Bordeó el recodo en el que se había habilitado el retrete[185] para los sirvientes y después la pared de las cocinas. Muguette salía y le miró sorprendida antes de preguntar:
—¿Señor? ¿Os apetece una tisana, un ligero refrigerio?
—No, buena Muguette. Yo… debo enfrascarme en mis libros de cuentas y de pedidos. Que no me molesten. Avisa a mi esposa de que me contentaré con una comida ligera servida en mi estudio. Ruégale que acepte todas mis disculpas por la soledad que de este modo le impongo.
La anciana sirvienta asintió con la cabeza.
* * *
Sexta había pasado hacía tiempo. Annette no se había sorprendido mucho de la ausencia de su marido en la mesa conyugal. Jean trabajaba a menudo durante largas horas en sus cuentas y sus inventarios.
Una sensación vaga, pero insoportable, impedía, sin embargo, que Annette se concentrase en su labor: una limosnera bordada con una delicada guirnalda de rosas minúsculas. Había que reconocerlo, no le apasionaban aquel tipo de ocupaciones. Sin embargo, les reconocía una preciada ventaja: parecer muy ocupada en una labor tan femenina y respetable daba a la dama un buen pretexto para no tener que hablar ni que ocuparse de los demás. La actitud retraída, distante incluso, de Séraphine, le intrigaba. ¡Desde luego, la bestia había mortificado tanto a la pobre mujer! Sin duda alguna, había pasado un miedo más allá de lo imaginable… Pero precisamente, Séraphine era una vocinglera que no tenía pelos en la lengua cuando era necesario. Por eso su silencio a propósito del ataque no parecía normal. Después de todo, ella, una mujer, había escapado de una situación en la que habían perecido hombres, más jóvenes y fuertes.

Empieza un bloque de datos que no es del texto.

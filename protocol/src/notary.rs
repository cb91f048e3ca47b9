//! # The Notary — Finality Arbiter
//!
//! The notary is the single serialization point of the protocol. Its
//! contract is deliberately narrow: hand it a fully endorsed proposal and
//! it either commits (signing the result) or rejects with a reason. It
//! holds no vault, runs no sessions, and knows nothing about flows.
//!
//! The one global guarantee lives here: for any consumed state reference,
//! at most one transaction ever commits. Two submissions racing over the
//! same input are totally ordered by the notary's spent-set lock — the
//! first wins, the second gets a double-spend rejection. Proposals over
//! disjoint inputs share no lock-ordering at all and commit independently.
//!
//! The notary re-runs contract validation before committing. The proposer
//! and every counterparty already validated, but the notary's run is the
//! authoritative one — it is the last gate before a transaction becomes
//! permanent.

use async_trait::async_trait;
use chrono::Utc;
use parking_lot::Mutex;
use std::collections::HashSet;
use thiserror::Error;

use pact_contracts::ViolationList;

use crate::crypto::keys::PactKeypair;
use crate::identity::host::HostId;
use crate::ledger::endorsement::EndorsementSet;
use crate::ledger::proposal::Proposal;
use crate::ledger::transaction::CommittedTransaction;
use crate::ledger::vault::StateRef;

// ---------------------------------------------------------------------------
// Rejections
// ---------------------------------------------------------------------------

/// Why the notary refused to commit.
#[derive(Debug, Error)]
pub enum NotaryRejection {
    /// Authoritative contract validation failed.
    #[error(transparent)]
    Violation(#[from] ViolationList),

    /// A consumed input was already spent by an earlier transaction.
    #[error("double spend: input {conflicting} was already consumed")]
    DoubleSpend { conflicting: StateRef },

    /// The endorsement set is missing required signers.
    #[error("incomplete endorsements: missing {missing:?}")]
    IncompleteEndorsements { missing: Vec<String> },

    /// An endorsement is present but its signature does not verify.
    #[error("invalid endorsement from signer {signer}")]
    InvalidEndorsement { signer: String },
}

// ---------------------------------------------------------------------------
// Arbiter capability
// ---------------------------------------------------------------------------

/// The finality capability the protocol depends on.
///
/// Implementations must guarantee exactly-once consumption: once a
/// transaction consuming state `s` commits, every later `commit` naming `s`
/// is rejected with [`NotaryRejection::DoubleSpend`].
#[async_trait]
pub trait Arbiter: Send + Sync {
    /// Commit a fully endorsed proposal, or reject it.
    async fn commit(
        &self,
        proposal: &Proposal,
        endorsements: &EndorsementSet,
    ) -> Result<CommittedTransaction, NotaryRejection>;

    /// The committing identity, for proposal construction.
    fn host(&self) -> &HostId;
}

// ---------------------------------------------------------------------------
// Notary
// ---------------------------------------------------------------------------

/// In-process single-writer notary.
///
/// The spent set is guarded by one mutex; the critical section is a set
/// lookup plus inserts, so contention is only ever between transactions
/// racing over the *same* inputs — exactly the case that must serialize.
pub struct Notary {
    keypair: PactKeypair,
    host: HostId,
    spent: Mutex<HashSet<StateRef>>,
}

impl Notary {
    /// Creates a notary with a fresh identity.
    pub fn new() -> Self {
        Self::with_keypair(PactKeypair::generate())
    }

    /// Creates a notary from an existing keypair.
    pub fn with_keypair(keypair: PactKeypair) -> Self {
        let host = HostId::from_public_key(&keypair.public_key());
        Self {
            keypair,
            host,
            spent: Mutex::new(HashSet::new()),
        }
    }

    /// Number of state references consumed so far.
    pub fn spent_count(&self) -> usize {
        self.spent.lock().len()
    }
}

impl Default for Notary {
    fn default() -> Self {
        Self::new()
    }
}

#[async_trait]
impl Arbiter for Notary {
    async fn commit(
        &self,
        proposal: &Proposal,
        endorsements: &EndorsementSet,
    ) -> Result<CommittedTransaction, NotaryRejection> {
        // 1. Authoritative contract validation.
        proposal.validate()?;

        // 2. One valid endorsement per required signer.
        let missing = endorsements.missing();
        if !missing.is_empty() {
            return Err(NotaryRejection::IncompleteEndorsements { missing });
        }
        let bytes = proposal.signable_bytes();
        for endorsement in endorsements.iter() {
            if !endorsement.signer.verify(&bytes, &endorsement.signature) {
                return Err(NotaryRejection::InvalidEndorsement {
                    signer: endorsement.signer_hex(),
                });
            }
        }

        // 3. Atomic check-and-mark of the consumed inputs. Either every
        //    input is fresh and all get marked, or none are touched.
        {
            let mut spent = self.spent.lock();
            if let Some(conflicting) = proposal
                .consumed
                .iter()
                .find(|input| spent.contains(&input.state_ref))
            {
                tracing::warn!(
                    tx_id = %proposal.id,
                    input = %conflicting.state_ref,
                    "rejecting double spend"
                );
                return Err(NotaryRejection::DoubleSpend {
                    conflicting: conflicting.state_ref.clone(),
                });
            }
            for input in &proposal.consumed {
                spent.insert(input.state_ref.clone());
            }
        }

        // 4. Sign and commit.
        let notary_signature = self.keypair.sign(&bytes);
        tracing::info!(tx_id = %proposal.id, command = %proposal.command, "transaction committed");
        Ok(CommittedTransaction {
            tx_id: proposal.id.clone(),
            proposal: proposal.clone(),
            endorsements: endorsements.clone(),
            notary_key: self.keypair.public_key(),
            notary_signature,
            committed_at: Utc::now(),
        })
    }

    fn host(&self) -> &HostId {
        &self.host
    }
}

// ---------------------------------------------------------------------------
// Tests
// ---------------------------------------------------------------------------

Annette suspiró. En realidad se había sentido un poco dolida por el desdeño de la tintorera hacia sus presentes: la porción de lomo de cerdo y el generoso trozo de tarta blanca. Y se sintió aún más ofendida cuando se dio cuenta de que Séraphine solo deseaba una cosa: que se marchase. Después de todo, Séraphine, que no era gran cosa a pesar de su valentía y su probidad, debería haberse mostrado halagada porque la mujer del mercero, la muy acaudalada y muy reputada Annette, le hiciera una visita. Sin condescendencia alguna. Además los Lemercier eran burgueses… o casi, y Annette hacía alarde de acabar con la ridícula distancia que todavía les separaba de una casta muy envidiada.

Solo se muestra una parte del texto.